(Stored data)
------------------------------------------------------------

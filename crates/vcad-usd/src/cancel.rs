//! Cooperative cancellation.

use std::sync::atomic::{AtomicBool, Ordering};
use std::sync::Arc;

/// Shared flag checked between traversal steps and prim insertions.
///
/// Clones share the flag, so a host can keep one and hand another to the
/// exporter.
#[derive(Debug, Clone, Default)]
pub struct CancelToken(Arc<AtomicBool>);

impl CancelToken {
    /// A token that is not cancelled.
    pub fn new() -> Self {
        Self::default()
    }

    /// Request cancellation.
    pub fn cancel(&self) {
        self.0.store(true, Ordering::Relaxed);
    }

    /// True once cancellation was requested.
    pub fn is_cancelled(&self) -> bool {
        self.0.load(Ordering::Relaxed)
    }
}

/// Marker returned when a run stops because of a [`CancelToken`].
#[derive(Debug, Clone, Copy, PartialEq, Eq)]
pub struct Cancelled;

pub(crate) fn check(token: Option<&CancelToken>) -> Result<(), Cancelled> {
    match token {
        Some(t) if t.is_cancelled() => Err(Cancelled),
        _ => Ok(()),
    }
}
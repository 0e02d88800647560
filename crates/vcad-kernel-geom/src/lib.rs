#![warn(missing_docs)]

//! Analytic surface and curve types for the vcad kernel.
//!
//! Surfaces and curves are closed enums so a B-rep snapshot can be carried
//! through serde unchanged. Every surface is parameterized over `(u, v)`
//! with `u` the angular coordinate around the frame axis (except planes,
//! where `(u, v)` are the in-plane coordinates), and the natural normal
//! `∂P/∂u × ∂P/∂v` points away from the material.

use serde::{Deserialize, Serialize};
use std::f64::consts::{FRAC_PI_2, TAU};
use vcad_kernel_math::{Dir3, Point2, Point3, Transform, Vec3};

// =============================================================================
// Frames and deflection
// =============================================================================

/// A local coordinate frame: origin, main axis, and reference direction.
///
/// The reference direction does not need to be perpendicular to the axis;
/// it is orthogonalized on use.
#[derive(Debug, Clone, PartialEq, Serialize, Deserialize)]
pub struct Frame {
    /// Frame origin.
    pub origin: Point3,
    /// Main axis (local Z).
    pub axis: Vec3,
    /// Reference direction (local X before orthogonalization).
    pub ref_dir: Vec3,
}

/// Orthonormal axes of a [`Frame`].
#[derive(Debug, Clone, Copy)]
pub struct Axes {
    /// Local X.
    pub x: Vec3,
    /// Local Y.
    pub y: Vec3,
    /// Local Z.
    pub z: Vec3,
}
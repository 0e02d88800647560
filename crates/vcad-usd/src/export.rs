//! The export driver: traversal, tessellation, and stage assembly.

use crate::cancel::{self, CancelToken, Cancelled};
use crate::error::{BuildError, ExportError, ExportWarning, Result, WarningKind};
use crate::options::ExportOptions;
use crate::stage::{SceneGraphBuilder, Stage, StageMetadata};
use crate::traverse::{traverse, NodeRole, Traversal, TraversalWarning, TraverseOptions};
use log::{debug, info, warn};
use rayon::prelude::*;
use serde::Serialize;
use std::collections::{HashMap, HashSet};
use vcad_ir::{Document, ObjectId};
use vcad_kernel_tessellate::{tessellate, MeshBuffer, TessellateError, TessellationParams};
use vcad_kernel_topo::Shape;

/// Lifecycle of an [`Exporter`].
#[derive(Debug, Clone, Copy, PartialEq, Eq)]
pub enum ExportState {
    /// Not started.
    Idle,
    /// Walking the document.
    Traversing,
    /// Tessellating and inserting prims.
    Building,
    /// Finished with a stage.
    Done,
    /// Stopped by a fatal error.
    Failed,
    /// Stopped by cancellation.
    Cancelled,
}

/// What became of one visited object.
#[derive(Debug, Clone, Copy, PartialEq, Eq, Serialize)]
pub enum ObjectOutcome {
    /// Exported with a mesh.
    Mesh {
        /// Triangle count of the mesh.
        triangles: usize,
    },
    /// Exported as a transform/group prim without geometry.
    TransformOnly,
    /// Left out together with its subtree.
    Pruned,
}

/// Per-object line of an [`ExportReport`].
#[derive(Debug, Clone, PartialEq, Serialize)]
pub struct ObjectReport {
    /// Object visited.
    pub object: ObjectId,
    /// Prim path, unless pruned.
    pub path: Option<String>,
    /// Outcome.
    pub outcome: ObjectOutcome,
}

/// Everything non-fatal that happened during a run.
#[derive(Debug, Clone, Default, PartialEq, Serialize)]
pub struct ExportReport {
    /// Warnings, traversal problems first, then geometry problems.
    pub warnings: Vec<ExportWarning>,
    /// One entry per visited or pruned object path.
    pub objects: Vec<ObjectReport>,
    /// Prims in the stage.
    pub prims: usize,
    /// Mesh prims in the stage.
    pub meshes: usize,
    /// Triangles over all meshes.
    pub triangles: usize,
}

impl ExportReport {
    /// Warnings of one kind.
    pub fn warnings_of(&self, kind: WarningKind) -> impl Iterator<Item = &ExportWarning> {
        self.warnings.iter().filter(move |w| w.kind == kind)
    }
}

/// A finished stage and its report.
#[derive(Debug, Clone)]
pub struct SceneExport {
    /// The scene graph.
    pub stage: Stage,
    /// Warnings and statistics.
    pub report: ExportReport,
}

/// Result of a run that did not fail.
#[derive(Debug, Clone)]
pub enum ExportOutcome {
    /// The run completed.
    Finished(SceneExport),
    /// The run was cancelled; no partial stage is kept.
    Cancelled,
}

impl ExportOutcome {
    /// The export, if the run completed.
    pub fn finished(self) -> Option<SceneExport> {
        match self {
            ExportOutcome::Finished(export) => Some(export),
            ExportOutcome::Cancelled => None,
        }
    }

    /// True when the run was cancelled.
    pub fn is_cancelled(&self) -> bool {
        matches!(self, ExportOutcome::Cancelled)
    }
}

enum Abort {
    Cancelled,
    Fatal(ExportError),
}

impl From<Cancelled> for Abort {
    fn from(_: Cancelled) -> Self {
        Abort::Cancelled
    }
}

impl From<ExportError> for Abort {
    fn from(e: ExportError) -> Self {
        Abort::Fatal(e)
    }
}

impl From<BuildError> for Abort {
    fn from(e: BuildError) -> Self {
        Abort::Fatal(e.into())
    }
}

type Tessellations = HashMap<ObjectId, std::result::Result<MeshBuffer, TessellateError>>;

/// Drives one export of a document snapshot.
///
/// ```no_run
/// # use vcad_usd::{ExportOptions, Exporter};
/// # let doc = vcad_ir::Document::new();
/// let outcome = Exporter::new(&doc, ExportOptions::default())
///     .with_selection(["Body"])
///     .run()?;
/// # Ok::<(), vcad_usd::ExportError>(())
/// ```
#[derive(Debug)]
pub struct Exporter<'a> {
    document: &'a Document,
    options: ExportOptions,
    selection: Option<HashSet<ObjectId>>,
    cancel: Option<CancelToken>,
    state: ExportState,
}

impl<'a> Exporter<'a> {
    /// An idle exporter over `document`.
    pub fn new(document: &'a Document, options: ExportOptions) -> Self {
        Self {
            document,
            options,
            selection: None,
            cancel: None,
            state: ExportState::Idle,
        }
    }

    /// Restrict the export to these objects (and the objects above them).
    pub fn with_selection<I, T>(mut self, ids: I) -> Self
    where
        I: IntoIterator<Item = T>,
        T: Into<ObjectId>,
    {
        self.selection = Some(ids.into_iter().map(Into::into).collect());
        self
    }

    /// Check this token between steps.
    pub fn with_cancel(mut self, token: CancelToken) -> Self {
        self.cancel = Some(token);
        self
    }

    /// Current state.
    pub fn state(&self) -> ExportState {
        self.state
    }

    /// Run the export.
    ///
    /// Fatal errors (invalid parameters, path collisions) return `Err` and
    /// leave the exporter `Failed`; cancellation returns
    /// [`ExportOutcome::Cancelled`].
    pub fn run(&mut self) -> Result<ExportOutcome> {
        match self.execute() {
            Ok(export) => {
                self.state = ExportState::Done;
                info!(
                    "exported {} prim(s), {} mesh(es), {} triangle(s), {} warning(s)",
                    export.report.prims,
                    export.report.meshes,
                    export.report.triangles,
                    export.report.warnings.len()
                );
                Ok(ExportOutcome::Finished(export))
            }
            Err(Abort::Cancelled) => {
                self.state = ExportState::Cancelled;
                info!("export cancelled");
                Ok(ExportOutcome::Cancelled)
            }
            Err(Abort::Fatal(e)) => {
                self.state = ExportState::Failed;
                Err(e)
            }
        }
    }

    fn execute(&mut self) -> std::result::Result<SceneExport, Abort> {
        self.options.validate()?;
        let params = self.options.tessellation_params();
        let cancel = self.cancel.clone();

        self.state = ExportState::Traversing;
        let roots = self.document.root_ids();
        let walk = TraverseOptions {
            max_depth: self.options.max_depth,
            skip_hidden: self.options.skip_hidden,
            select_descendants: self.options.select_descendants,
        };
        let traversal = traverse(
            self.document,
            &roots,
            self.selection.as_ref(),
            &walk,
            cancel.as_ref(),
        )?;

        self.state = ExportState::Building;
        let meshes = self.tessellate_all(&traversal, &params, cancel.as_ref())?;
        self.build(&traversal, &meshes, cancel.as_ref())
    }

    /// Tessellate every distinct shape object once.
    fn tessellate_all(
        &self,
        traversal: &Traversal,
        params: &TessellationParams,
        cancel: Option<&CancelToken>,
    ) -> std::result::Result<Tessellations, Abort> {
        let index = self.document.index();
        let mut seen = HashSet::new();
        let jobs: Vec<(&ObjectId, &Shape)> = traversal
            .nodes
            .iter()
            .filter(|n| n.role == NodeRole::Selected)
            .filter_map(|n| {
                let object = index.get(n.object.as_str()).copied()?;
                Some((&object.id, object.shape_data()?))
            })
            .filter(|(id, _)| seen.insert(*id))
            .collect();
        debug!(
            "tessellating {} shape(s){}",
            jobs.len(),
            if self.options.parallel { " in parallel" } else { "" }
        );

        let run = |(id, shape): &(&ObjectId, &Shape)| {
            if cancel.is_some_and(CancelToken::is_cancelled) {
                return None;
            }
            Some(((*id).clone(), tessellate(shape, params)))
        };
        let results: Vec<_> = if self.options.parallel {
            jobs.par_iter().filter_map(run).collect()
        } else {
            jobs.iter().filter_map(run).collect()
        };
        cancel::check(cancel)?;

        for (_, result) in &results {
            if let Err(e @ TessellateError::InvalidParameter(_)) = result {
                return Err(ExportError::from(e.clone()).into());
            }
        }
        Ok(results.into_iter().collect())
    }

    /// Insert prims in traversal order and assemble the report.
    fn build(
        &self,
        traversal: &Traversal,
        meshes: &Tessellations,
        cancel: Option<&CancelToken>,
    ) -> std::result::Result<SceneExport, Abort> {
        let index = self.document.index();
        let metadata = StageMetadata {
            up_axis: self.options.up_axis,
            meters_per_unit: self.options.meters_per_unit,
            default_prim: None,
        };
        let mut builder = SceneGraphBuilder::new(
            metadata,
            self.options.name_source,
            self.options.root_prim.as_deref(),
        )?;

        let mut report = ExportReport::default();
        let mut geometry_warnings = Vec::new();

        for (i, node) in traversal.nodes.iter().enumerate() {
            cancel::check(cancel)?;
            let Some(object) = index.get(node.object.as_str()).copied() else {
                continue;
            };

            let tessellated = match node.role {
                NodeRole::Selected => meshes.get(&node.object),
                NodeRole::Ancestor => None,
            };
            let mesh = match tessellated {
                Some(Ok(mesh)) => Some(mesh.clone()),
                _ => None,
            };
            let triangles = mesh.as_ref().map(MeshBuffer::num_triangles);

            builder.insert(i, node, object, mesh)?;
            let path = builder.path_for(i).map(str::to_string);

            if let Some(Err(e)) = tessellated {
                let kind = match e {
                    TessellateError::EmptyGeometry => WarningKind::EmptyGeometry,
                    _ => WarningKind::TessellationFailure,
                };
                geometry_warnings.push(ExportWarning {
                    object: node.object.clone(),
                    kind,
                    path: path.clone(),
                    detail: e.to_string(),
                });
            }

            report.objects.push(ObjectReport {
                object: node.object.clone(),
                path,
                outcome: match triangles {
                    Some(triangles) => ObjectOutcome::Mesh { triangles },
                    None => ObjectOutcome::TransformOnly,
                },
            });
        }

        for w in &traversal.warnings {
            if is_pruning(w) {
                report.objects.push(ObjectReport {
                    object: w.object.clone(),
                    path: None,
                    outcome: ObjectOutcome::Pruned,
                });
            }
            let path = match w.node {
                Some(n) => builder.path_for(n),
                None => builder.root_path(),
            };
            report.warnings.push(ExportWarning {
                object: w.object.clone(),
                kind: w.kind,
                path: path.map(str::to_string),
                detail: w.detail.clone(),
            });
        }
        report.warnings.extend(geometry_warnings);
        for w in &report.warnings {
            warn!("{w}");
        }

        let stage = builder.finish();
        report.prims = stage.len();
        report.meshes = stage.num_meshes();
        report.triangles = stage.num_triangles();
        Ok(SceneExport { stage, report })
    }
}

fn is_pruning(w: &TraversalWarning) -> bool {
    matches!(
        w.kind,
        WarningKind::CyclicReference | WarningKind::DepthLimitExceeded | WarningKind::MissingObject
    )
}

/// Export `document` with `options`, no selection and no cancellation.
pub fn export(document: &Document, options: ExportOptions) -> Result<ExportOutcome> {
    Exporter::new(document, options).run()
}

------------------------------------------------------------

Aim of the task:
Word for word, repeat the data from its first line through the line with "Frames and deflection", including both of those lines and no others.

Answer to the problem:
filename crates/vcad-usd/src/cancel.rs
//! Cooperative cancellation.

use std::sync::atomic::{AtomicBool, Ordering};
use std::sync::Arc;

/// Shared flag checked between traversal steps and prim insertions.
///
/// Clones share the flag, so a host can keep one and hand another to the
/// exporter.
#[derive(Debug, Clone, Default)]
pub struct CancelToken(Arc<AtomicBool>);

impl CancelToken {
    /// A token that is not cancelled.
    pub fn new() -> Self {
        Self::default()
    }

    /// Request cancellation.
    pub fn cancel(&self) {
        self.0.store(true, Ordering::Relaxed);
    }

    /// True once cancellation was requested.
    pub fn is_cancelled(&self) -> bool {
        self.0.load(Ordering::Relaxed)
    }
}

/// Marker returned when a run stops because of a [`CancelToken`].
#[derive(Debug, Clone, Copy, PartialEq, Eq)]
pub struct Cancelled;

pub(crate) fn check(token: Option<&CancelToken>) -> Result<(), Cancelled> {
    match token {
        Some(t) if t.is_cancelled() => Err(Cancelled),
        _ => Ok(()),
    }
}
repository 0e02d88800647560
filename crates/vcad-kernel-geom/src/lib.rs
#![warn(missing_docs)]

//! Analytic surface and curve types for the vcad kernel.
//!
//! Surfaces and curves are closed enums so a B-rep snapshot can be carried
//! through serde unchanged. Every surface is parameterized over `(u, v)`
//! with `u` the angular coordinate around the frame axis (except planes,
//! where `(u, v)` are the in-plane coordinates), and the natural normal
//! `∂P/∂u × ∂P/∂v` points away from the material.

use serde::{Deserialize, Serialize};
use std::f64::consts::{FRAC_PI_2, TAU};
use vcad_kernel_math::{Dir3, Point2, Point3, Transform, Vec3};

// =============================================================================
// Frames and deflection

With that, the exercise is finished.